Statistics concerning the mental health of students at Anglia Ruskin University have been released – with the results revealing that almost 1,400 students sought counselling in the last academic year. With around 21,000 students enrolled at Anglia Ruskin, this equates to around 6% of all students accessing the counselling. As will be discussed further, demand for counselling services at Anglia Ruskin has risen enormously in recent years. The statistics discussed in this article come courtesy of a Freedom of Information request.
In total, 1,368 students at the University accessed counselling services during the 2016-17 academic year. This was a record high for the University, and signalled a staggering 151% increase in counselling requests since the 2010/11 academic year. There was a strong leap between the 2015-16 and 2016-17 academic year’s, with the before-mentioned 1,368 rising from 1,291. Going back to 2010-11, 544 students requested counselling – the rise since then is enormous. These results are very concerning.

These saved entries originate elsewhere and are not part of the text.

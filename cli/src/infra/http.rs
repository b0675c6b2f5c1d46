//! HTTP infrastructure — presigned upload and export download.

use std::path::{Path, PathBuf};

use anyhow::{Context, Result};
use reqwest::header::LOCATION;
use reqwest::multipart::{Form, Part};
use reqwest::redirect::Policy;
use tracing::debug;

use crate::application::ports::{BlobUploader, ThemeDownloader};
use crate::domain::{UploadFields, UploadPayload, UploadReceipt};
use crate::infra::archive::extract_zip;

/// Form field that names the redirect target after a successful upload.
pub const REDIRECT_FIELD: &str = "success_action_redirect";
/// Multipart part carrying the archive. Storage endpoints require it last.
pub const FILE_FIELD: &str = "file";

/// Production `BlobUploader` posting multipart forms with `reqwest`.
///
/// Redirects are not followed: the redirect target is the tracking URL.
pub struct HttpBlobUploader {
    client: reqwest::Client,
}

impl HttpBlobUploader {
    /// # Errors
    ///
    /// Returns an error if the HTTP client cannot be built.
    pub fn new() -> Result<Self> {
        let client = reqwest::Client::builder()
            .redirect(Policy::none())
            .build()
            .context("building upload client")?;
        Ok(Self { client })
    }
}

/// Build the upload form: server fields in server order, then the file part.
///
/// # Errors
///
/// Returns an error if the payload's content type is not a valid MIME type.
pub fn upload_form(payload: UploadPayload, fields: &UploadFields) -> Result<Form> {
    let mut form = Form::new();
    for (key, value) in fields.iter() {
        form = form.text(key.to_string(), value.to_string());
    }
    let part = Part::bytes(payload.bytes)
        .file_name(payload.file_name)
        .mime_str(&payload.content_type)
        .context("invalid payload content type")?;
    Ok(form.part(FILE_FIELD, part))
}

impl BlobUploader for HttpBlobUploader {
    async fn upload(
        &self,
        payload: UploadPayload,
        url: &str,
        fields: &UploadFields,
    ) -> Result<UploadReceipt> {
        debug!(url, size = payload.size(), fields = fields.len(), "uploading payload");
        let form = upload_form(payload, fields)?;
        let response = self
            .client
            .post(url)
            .multipart(form)
            .send()
            .await
            .with_context(|| format!("posting upload to {url}"))?;

        let status = response.status();
        debug!(%status, "upload answered");
        let location = response.headers().get(LOCATION).and_then(|v| v.to_str().ok());
        let tracking_url = tracking_url(location, fields).ok_or_else(|| {
            anyhow::anyhow!("upload response carried no tracking URL (HTTP {status})")
        })?;
        Ok(UploadReceipt {
            tracking_url,
            status: status.as_u16(),
        })
    }
}

/// The `Location` the storage endpoint redirected to, else the redirect field
/// the form asked for.
#[must_use]
pub fn tracking_url(location: Option<&str>, fields: &UploadFields) -> Option<String> {
    location
        .filter(|l| !l.is_empty())
        .or_else(|| fields.get(REDIRECT_FIELD))
        .map(str::to_owned)
}

/// Production `ThemeDownloader` fetching export archives with `reqwest`.
pub struct HttpThemeDownloader {
    client: reqwest::Client,
}

impl HttpThemeDownloader {
    /// # Errors
    ///
    /// Returns an error if the HTTP client cannot be built.
    pub fn new() -> Result<Self> {
        let client = reqwest::Client::builder()
            .build()
            .context("building download client")?;
        Ok(Self { client })
    }
}

impl ThemeDownloader for HttpThemeDownloader {
    async fn download(&self, url: &str, dest: &Path) -> Result<PathBuf> {
        debug!(url, dest = %dest.display(), "downloading export");
        let response = self
            .client
            .get(url)
            .send()
            .await
            .with_context(|| format!("downloading {url}"))?
            .error_for_status()
            .context("export download failed")?;
        let bytes = response.bytes().await.context("reading export body")?.to_vec();

        let target = dest.to_path_buf();
        tokio::task::spawn_blocking(move || extract_zip(bytes, &target))
            .await
            .context("spawn_blocking for extract")??;
        Ok(dest.to_path_buf())
    }
}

While the specific causes for accessing counselling services weren’t disclosed, generally, Anxiety and depression are the main causes of seeking help. Self-harm, eating disorders and substance abuse are often just some of the other reasons for seeking counselling. These are difficult times to be a student – with uncertainty over the future, higher tuition fees than ever before and with the job market being at an unprecedented level of competitiveness. There is a pressure like never before on students to succeed – which can lead to these mental health problems developing or aggravating.
88% of users of the counselling service indicated they were satisfied with the help they received from the service. However 12% is still a large amount – representing the amount of people who weren’t satisfied with the service. It was revealed that one of the main reasons for discontent with the service was its short-term nature – with only six appointments the maximum allowance for any student. However, the online ‘Silver Cloud Cognitive Behavioural Therapy’ platform was praised.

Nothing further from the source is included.